Here are seven challenges being faced by Mexico in terms of making its energy consumption greener. As it can be seen some of the challenges are related to a lack of information as well as to the dissemination of the already existing information, which is both frightening but also an excellent opportunity for us, energies for climate ambassadors, to step up and make the energy transition happen.
#1 Financing for small scale renewables
There is a lack of financing options for the general public to get economically-viable projects that will allow them to produce renewable energy for their own consumption. While traditional banking schemes are expensive for the lower income levels, most tailor-made financing options are for the higher income levels. One company working towards overcoming this problem is Bright, a startup working towards making it possible in the future to install solar panels in lower income houses.
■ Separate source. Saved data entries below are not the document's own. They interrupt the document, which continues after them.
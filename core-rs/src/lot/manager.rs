/**
 * manager.rs
 * Slot allocation and release for a single lot
 *
 * The manager owns every Slot record in `slots`. All other views hold
 * indices into that table:
 * - `free`:     per slot type, FIFO queue of unoccupied slot indices
 * - `occupied`: vehicle id -> index of the slot it occupies
 * - `index`:    slot id -> index
 *
 * Allocation strategy:
 * - Resolve vehicle category to a slot type through the CategoryMap
 * - Take the head of that type's free queue (longest idle slot)
 * - Released slots go to the tail of their queue
 *
 * Every operation validates before it mutates, so a failed call leaves
 * the registry exactly as it was.
 */

use std::collections::{BTreeMap, HashMap, VecDeque};
use tracing::{debug, trace};

use super::category_map::CategoryMap;
use super::types::{Occupancy, Occupant, Slot, SlotId, SlotInfo, SlotType, StatusReport, Vehicle};
use crate::errors::{LotError, Result};

/// Lot Manager - sole owner of slot state for one lot
#[derive(Debug, Clone)]
pub struct LotManager {
    categories: CategoryMap,
    slots: Vec<Slot>,
    index: HashMap<SlotId, usize>,
    free: HashMap<SlotType, VecDeque<usize>>,
    occupied: HashMap<String, usize>,
    totals: HashMap<SlotType, usize>,
}

impl LotManager {
    /// Create an empty lot using the given category map
    ///
    /// # Example
    /// ```
    /// use lot_core::{CategoryMap, LotManager};
    ///
    /// let lot = LotManager::new(CategoryMap::default());
    /// assert!(lot.is_empty());
    /// ```
    pub fn new(categories: CategoryMap) -> Self {
        let free = categories
            .slot_types()
            .into_iter()
            .map(|t| (t, VecDeque::new()))
            .collect();

        LotManager {
            categories,
            slots: Vec::new(),
            index: HashMap::new(),
            free,
            occupied: HashMap::new(),
            totals: HashMap::new(),
        }
    }

    /// Create an empty lot with car/bike/truck mappings
    pub fn with_default_categories() -> Self {
        Self::new(CategoryMap::default())
    }

    pub fn categories(&self) -> &CategoryMap {
        &self.categories
    }

    /// Register a slot
    ///
    /// A free slot joins the tail of its type's free queue. A slot that
    /// arrives with an occupant goes straight into the occupied index.
    ///
    /// # Errors
    /// - `DuplicateSlotId` if the id is already registered
    /// - `UnknownSlotType` if no category maps to the slot's type
    /// - `VehicleAlreadyParked` if the occupant is parked elsewhere
    /// - `UnsupportedVehicleCategory` if the occupant's category does not
    ///   map to this slot's type
    pub fn register_slot(&mut self, slot: Slot) -> Result<()> {
        if self.index.contains_key(&slot.id) {
            return Err(LotError::DuplicateSlotId(slot.id.to_string()));
        }

        if !self.categories.recognizes(&slot.slot_type) {
            return Err(LotError::UnknownSlotType(slot.slot_type.to_string()));
        }

        if let Some(occupant) = &slot.occupant {
            if let Some(&existing) = self.occupied.get(&occupant.vehicle_id) {
                return Err(LotError::VehicleAlreadyParked {
                    vehicle_id: occupant.vehicle_id.clone(),
                    slot_id: self.slots[existing].id.to_string(),
                });
            }

            if self.categories.resolve(&occupant.category) != Some(&slot.slot_type) {
                return Err(LotError::UnsupportedVehicleCategory(
                    occupant.category.to_string(),
                ));
            }
        }

        let idx = self.slots.len();
        self.index.insert(slot.id.clone(), idx);
        *self.totals.entry(slot.slot_type.clone()).or_insert(0) += 1;

        match &slot.occupant {
            Some(occupant) => {
                self.occupied.insert(occupant.vehicle_id.clone(), idx);
            }
            None => {
                self.free
                    .entry(slot.slot_type.clone())
                    .or_default()
                    .push_back(idx);
            }
        }

        debug!(
            slot_id = %slot.id,
            slot_type = %slot.slot_type,
            occupied = slot.is_occupied(),
            "slot registered"
        );
        self.slots.push(slot);

        Ok(())
    }

    /// Allocate a slot for a vehicle
    ///
    /// # Returns
    /// Id of the slot now holding the vehicle
    ///
    /// # Errors
    /// - `UnsupportedVehicleCategory` if the category has no mapping
    /// - `VehicleAlreadyParked` if the vehicle id already holds a slot
    /// - `NoAvailableSlot` if the mapped type has no free slot
    pub fn allocate(&mut self, vehicle: &Vehicle) -> Result<SlotId> {
        let slot_type = self
            .categories
            .resolve(&vehicle.category)
            .ok_or_else(|| LotError::UnsupportedVehicleCategory(vehicle.category.to_string()))?
            .clone();

        if let Some(&existing) = self.occupied.get(&vehicle.id) {
            trace!(vehicle_id = %vehicle.id, "allocate rejected: already parked");
            return Err(LotError::VehicleAlreadyParked {
                vehicle_id: vehicle.id.clone(),
                slot_id: self.slots[existing].id.to_string(),
            });
        }

        let idx = self
            .free
            .get_mut(&slot_type)
            .and_then(VecDeque::pop_front)
            .ok_or_else(|| LotError::NoAvailableSlot(slot_type.to_string()))?;

        let slot = &mut self.slots[idx];
        slot.occupant = Some(Occupant::from(vehicle));
        self.occupied.insert(vehicle.id.clone(), idx);

        debug!(
            vehicle_id = %vehicle.id,
            category = %vehicle.category,
            slot_id = %slot.id,
            "vehicle parked"
        );

        Ok(slot.id.clone())
    }

    /// Release an occupied slot
    ///
    /// # Returns
    /// Id of the vehicle that was holding the slot
    ///
    /// # Errors
    /// - `SlotNotFound` if no slot has this id
    /// - `SlotNotOccupied` if the slot is already free
    pub fn release(&mut self, slot_id: &str) -> Result<String> {
        let idx = *self
            .index
            .get(slot_id)
            .ok_or_else(|| LotError::SlotNotFound(slot_id.to_string()))?;

        let slot = &mut self.slots[idx];
        let occupant = slot
            .occupant
            .take()
            .ok_or_else(|| LotError::SlotNotOccupied(slot_id.to_string()))?;

        self.occupied.remove(&occupant.vehicle_id);
        self.free
            .entry(slot.slot_type.clone())
            .or_default()
            .push_back(idx);

        debug!(
            vehicle_id = %occupant.vehicle_id,
            slot_id = %slot.id,
            "slot released"
        );

        Ok(occupant.vehicle_id)
    }

    /// Occupied vs available counts for every recognized slot type
    pub fn status(&self) -> StatusReport {
        let entries: BTreeMap<SlotType, Occupancy> = self
            .categories
            .slot_types()
            .into_iter()
            .map(|slot_type| {
                let total = self.totals.get(&slot_type).copied().unwrap_or(0);
                let available = self.free.get(&slot_type).map_or(0, VecDeque::len);
                let occupancy = Occupancy {
                    occupied: total - available,
                    available,
                };
                (slot_type, occupancy)
            })
            .collect();

        StatusReport::new(entries)
    }

    /// Look up the slot a vehicle occupies
    pub fn find(&self, vehicle_id: &str) -> Result<SlotInfo> {
        self.occupied
            .get(vehicle_id)
            .map(|&idx| self.slots[idx].info())
            .ok_or_else(|| LotError::NotFound(vehicle_id.to_string()))
    }

    pub fn slot(&self, slot_id: &str) -> Option<&Slot> {
        self.index.get(slot_id).map(|&idx| &self.slots[idx])
    }

    /// All slots in registration order
    pub fn slots(&self) -> impl Iterator<Item = &Slot> {
        self.slots.iter()
    }

    /// Free slots of one type, next to be allocated first
    pub fn free_slots(&self, slot_type: &SlotType) -> Vec<&SlotId> {
        self.free
            .get(slot_type)
            .map(|queue| queue.iter().map(|&idx| &self.slots[idx].id).collect())
            .unwrap_or_default()
    }

    pub fn len(&self) -> usize {
        self.slots.len()
    }

    pub fn is_empty(&self) -> bool {
        self.slots.is_empty()
    }

    pub fn occupied_count(&self) -> usize {
        self.occupied.len()
    }

    /// Verify the registry's structural invariants
    ///
    /// Checks that every slot sits in exactly one place (its own type's
    /// free queue or the occupied index), that occupied entries agree with
    /// the slot records, and that per-type totals match the slot table.
    ///
    /// # Errors
    /// `ValidationError` describing the first violation found
    pub fn check_invariants(&self) -> Result<()> {
        let mut placements = vec![0usize; self.slots.len()];

        for (slot_type, queue) in &self.free {
            for &idx in queue {
                let slot = self.slots.get(idx).ok_or_else(|| {
                    LotError::ValidationError(format!("free queue {} holds bad index {}", slot_type, idx))
                })?;
                if &slot.slot_type != slot_type {
                    return Err(LotError::ValidationError(format!(
                        "slot {} of type {} queued as {}",
                        slot.id, slot.slot_type, slot_type
                    )));
                }
                if slot.is_occupied() {
                    return Err(LotError::ValidationError(format!(
                        "occupied slot {} is in the free queue",
                        slot.id
                    )));
                }
                placements[idx] += 1;
            }
        }

        for (vehicle_id, &idx) in &self.occupied {
            let slot = self.slots.get(idx).ok_or_else(|| {
                LotError::ValidationError(format!("vehicle {} maps to bad index {}", vehicle_id, idx))
            })?;
            match &slot.occupant {
                Some(occupant) if &occupant.vehicle_id == vehicle_id => {}
                _ => {
                    return Err(LotError::ValidationError(format!(
                        "vehicle {} indexed at slot {} which does not hold it",
                        vehicle_id, slot.id
                    )))
                }
            }
            placements[idx] += 1;
        }

        if let Some(idx) = placements.iter().position(|&count| count != 1) {
            return Err(LotError::ValidationError(format!(
                "slot {} appears {} times across free queues and occupied index",
                self.slots[idx].id, placements[idx]
            )));
        }

        for (slot_type, &total) in &self.totals {
            let counted = self.slots.iter().filter(|s| &s.slot_type == slot_type).count();
            if counted != total {
                return Err(LotError::ValidationError(format!(
                    "type {} records {} slots but table has {}",
                    slot_type, total, counted
                )));
            }
        }

        Ok(())
    }
}

impl Default for LotManager {
    fn default() -> Self {
        Self::with_default_categories()
    }
}
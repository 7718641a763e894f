/**
 * types.rs
 * Value types shared by the lot registry and its callers
 *
 * Vehicle categories and slot types are open label sets. Which labels are
 * recognized is decided by the CategoryMap a LotManager is built with.
 */

use serde::{Deserialize, Serialize};
use std::collections::BTreeMap;
use std::fmt;

macro_rules! label_type {
    ($(#[$meta:meta])* $name:ident) => {
        $(#[$meta])*
        #[derive(Debug, Clone, PartialEq, Eq, PartialOrd, Ord, Hash, Serialize, Deserialize)]
        #[serde(transparent)]
        pub struct $name(String);

        impl $name {
            pub fn new(label: impl Into<String>) -> Self {
                Self(label.into())
            }

            pub fn as_str(&self) -> &str {
                &self.0
            }
        }

        impl fmt::Display for $name {
            fn fmt(&self, f: &mut fmt::Formatter<'_>) -> fmt::Result {
                f.write_str(&self.0)
            }
        }

        impl std::borrow::Borrow<str> for $name {
            fn borrow(&self) -> &str {
                &self.0
            }
        }

        impl From<&str> for $name {
            fn from(label: &str) -> Self {
                Self(label.to_string())
            }
        }

        impl From<String> for $name {
            fn from(label: String) -> Self {
                Self(label)
            }
        }
    };
}

label_type!(
    /// Stable identifier of a registered slot
    SlotId
);

label_type!(
    /// Request-side label (car, bike, truck, ...)
    VehicleCategory
);

label_type!(
    /// Allocation pool label (compact, large, bike, ...)
    SlotType
);

impl VehicleCategory {
    pub fn car() -> Self {
        Self::new("car")
    }

    pub fn bike() -> Self {
        Self::new("bike")
    }

    pub fn truck() -> Self {
        Self::new("truck")
    }
}

impl SlotType {
    pub fn compact() -> Self {
        Self::new("compact")
    }

    pub fn large() -> Self {
        Self::new("large")
    }

    pub fn bike() -> Self {
        Self::new("bike")
    }
}

/// A parking request subject
#[derive(Debug, Clone, PartialEq, Eq, Serialize, Deserialize)]
pub struct Vehicle {
    pub id: String,
    pub category: VehicleCategory,
}

impl Vehicle {
    pub fn new(id: impl Into<String>, category: impl Into<VehicleCategory>) -> Self {
        Vehicle {
            id: id.into(),
            category: category.into(),
        }
    }
}

impl fmt::Display for Vehicle {
    fn fmt(&self, f: &mut fmt::Formatter<'_>) -> fmt::Result {
        write!(f, "Vehicle Number: {}, Type: {}", self.id, self.category)
    }
}

/// What the registry remembers about the vehicle in a slot
#[derive(Debug, Clone, PartialEq, Eq, Serialize, Deserialize)]
pub struct Occupant {
    pub vehicle_id: String,
    pub category: VehicleCategory,
}

impl From<&Vehicle> for Occupant {
    fn from(vehicle: &Vehicle) -> Self {
        Occupant {
            vehicle_id: vehicle.id.clone(),
            category: vehicle.category.clone(),
        }
    }
}

/// A unit of allocatable capacity
#[derive(Debug, Clone, PartialEq, Eq, Serialize, Deserialize)]
pub struct Slot {
    pub id: SlotId,
    pub slot_type: SlotType,
    #[serde(default, skip_serializing_if = "Option::is_none")]
    pub occupant: Option<Occupant>,
}

impl Slot {
    /// Create a free slot
    pub fn new(id: impl Into<SlotId>, slot_type: impl Into<SlotType>) -> Self {
        Slot {
            id: id.into(),
            slot_type: slot_type.into(),
            occupant: None,
        }
    }

    /// Create a slot that is already holding a vehicle
    pub fn occupied_by(
        id: impl Into<SlotId>,
        slot_type: impl Into<SlotType>,
        vehicle: &Vehicle,
    ) -> Self {
        Slot {
            id: id.into(),
            slot_type: slot_type.into(),
            occupant: Some(Occupant::from(vehicle)),
        }
    }

    pub fn is_occupied(&self) -> bool {
        self.occupant.is_some()
    }

    pub fn info(&self) -> SlotInfo {
        SlotInfo {
            slot_id: self.id.clone(),
            slot_type: self.slot_type.clone(),
        }
    }
}

/// Answer to a vehicle lookup
#[derive(Debug, Clone, PartialEq, Eq, Serialize, Deserialize)]
pub struct SlotInfo {
    pub slot_id: SlotId,
    pub slot_type: SlotType,
}

impl fmt::Display for SlotInfo {
    fn fmt(&self, f: &mut fmt::Formatter<'_>) -> fmt::Result {
        write!(f, "{} ({})", self.slot_id, self.slot_type)
    }
}

/// Occupied/available counts for one slot type
#[derive(Debug, Clone, Copy, Default, PartialEq, Eq, Serialize, Deserialize)]
pub struct Occupancy {
    pub occupied: usize,
    pub available: usize,
}

impl Occupancy {
    pub fn total(&self) -> usize {
        self.occupied + self.available
    }
}

/// Point-in-time occupancy per slot type, ordered by type label
#[derive(Debug, Clone, Default, PartialEq, Eq, Serialize, Deserialize)]
#[serde(transparent)]
pub struct StatusReport(BTreeMap<SlotType, Occupancy>);

impl StatusReport {
    pub fn new(entries: BTreeMap<SlotType, Occupancy>) -> Self {
        StatusReport(entries)
    }

    pub fn get(&self, slot_type: &SlotType) -> Option<&Occupancy> {
        self.0.get(slot_type)
    }

    pub fn iter(&self) -> impl Iterator<Item = (&SlotType, &Occupancy)> {
        self.0.iter()
    }

    pub fn len(&self) -> usize {
        self.0.len()
    }

    pub fn is_empty(&self) -> bool {
        self.0.is_empty()
    }

    /// Sum over every slot type
    pub fn totals(&self) -> Occupancy {
        self.0.values().fold(Occupancy::default(), |acc, o| Occupancy {
            occupied: acc.occupied + o.occupied,
            available: acc.available + o.available,
        })
    }
}

impl StatusReport {
    /// Render the occupancy table, letting the caller decorate the
    /// already padded AVAILABLE cell of each row
    pub fn table_with<F>(&self, mut paint_available: F) -> String
    where
        F: FnMut(&Occupancy, String) -> String,
    {
        let mut out = format!(
            "{:<12} {:>9} {:>10} {:>6}\n",
            "TYPE", "OCCUPIED", "AVAILABLE", "TOTAL"
        );
        for (slot_type, occupancy) in &self.0 {
            let available = paint_available(occupancy, format!("{:>10}", occupancy.available));
            out.push_str(&format!(
                "{:<12} {:>9} {} {:>6}\n",
                slot_type.as_str(),
                occupancy.occupied,
                available,
                occupancy.total()
            ));
        }
        out
    }
}

impl fmt::Display for StatusReport {
    fn fmt(&self, f: &mut fmt::Formatter<'_>) -> fmt::Result {
        f.write_str(&self.table_with(|_, cell| cell))
    }
}
/**
 * category_map.rs
 * Vehicle category -> slot type resolution
 *
 * Default table:
 * - car   -> compact
 * - bike  -> bike
 * - truck -> large
 *
 * The set of slot types a lot recognizes is exactly the set of values in
 * this table. A LotManager takes the map by value, so it cannot change
 * after construction.
 */

use serde::{Deserialize, Serialize};
use std::collections::{BTreeMap, BTreeSet};

use super::types::{SlotType, VehicleCategory};

#[derive(Debug, Clone, PartialEq, Eq, Serialize, Deserialize)]
#[serde(transparent)]
pub struct CategoryMap {
    mappings: BTreeMap<VehicleCategory, SlotType>,
}

impl CategoryMap {
    /// Build a map from explicit (category, slot type) pairs
    pub fn new<I>(pairs: I) -> Self
    where
        I: IntoIterator<Item = (VehicleCategory, SlotType)>,
    {
        CategoryMap {
            mappings: pairs.into_iter().collect(),
        }
    }

    /// Map with no categories; every allocation is unsupported
    pub fn empty() -> Self {
        CategoryMap {
            mappings: BTreeMap::new(),
        }
    }

    /// Add or replace one mapping
    ///
    /// # Example
    /// ```
    /// use lot_core::{CategoryMap, SlotType, VehicleCategory};
    ///
    /// let map = CategoryMap::default()
    ///     .with_mapping(VehicleCategory::new("van"), SlotType::large());
    /// assert_eq!(map.resolve(&VehicleCategory::new("van")), Some(&SlotType::large()));
    /// ```
    pub fn with_mapping(mut self, category: VehicleCategory, slot_type: SlotType) -> Self {
        self.mappings.insert(category, slot_type);
        self
    }

    pub fn resolve(&self, category: &VehicleCategory) -> Option<&SlotType> {
        self.mappings.get(category)
    }

    /// Whether some category maps onto this slot type
    pub fn recognizes(&self, slot_type: &SlotType) -> bool {
        self.mappings.values().any(|t| t == slot_type)
    }

    /// Distinct slot types, sorted by label
    pub fn slot_types(&self) -> Vec<SlotType> {
        self.mappings
            .values()
            .cloned()
            .collect::<BTreeSet<_>>()
            .into_iter()
            .collect()
    }

    pub fn iter(&self) -> impl Iterator<Item = (&VehicleCategory, &SlotType)> {
        self.mappings.iter()
    }

    pub fn len(&self) -> usize {
        self.mappings.len()
    }

    pub fn is_empty(&self) -> bool {
        self.mappings.is_empty()
    }
}

impl Default for CategoryMap {
    fn default() -> Self {
        CategoryMap::new([
            (VehicleCategory::car(), SlotType::compact()),
            (VehicleCategory::bike(), SlotType::bike()),
            (VehicleCategory::truck(), SlotType::large()),
        ])
    }
}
#2 Interconnection bureaucracy – what a nightmare
CFE takes care of the transmission and distribution grids in Mexico, as well as almost all of the generation. For every residential or industrial project that wants to get connected to the grid CFE has to make a study, validate and perform the interconnection. This is a crazy amount of work that the company is not capable of handling. Galt Energy is a company that has managed to cluster its interconnection procedures to make things run smoother in front of CFE.
#3 Some incentives exist, but not everyone knows them
This point is strongly involved with the two previous ones. We already said that its is hard to find proper financing, and also that interconnections processes can be a hurdle, but this can be overcome given that the right incentives are provided for consumers to go through all of that. While there are still plenty of opportunities to offer more incentives, a good start is the fact that the cost of the equipment bought for renewable generation systems is 100% tax-deductible for companies and the general public.
#4 Non-technical energy losses (aka STEALING)
The old infrastructure system is not the only one to blame. In Mexico, plenty of people steal electricity by illegally connecting their households into the distribution grid. As a matter of fact, the country loses around 13 percent of its energy in the transmission and distribution of it, and 37 percent of those losses come from stealing, while the rest is due to technology. This means that 5 percent of the energy produced in Mexico is taken away in an illicit way. There is much work to do in this area.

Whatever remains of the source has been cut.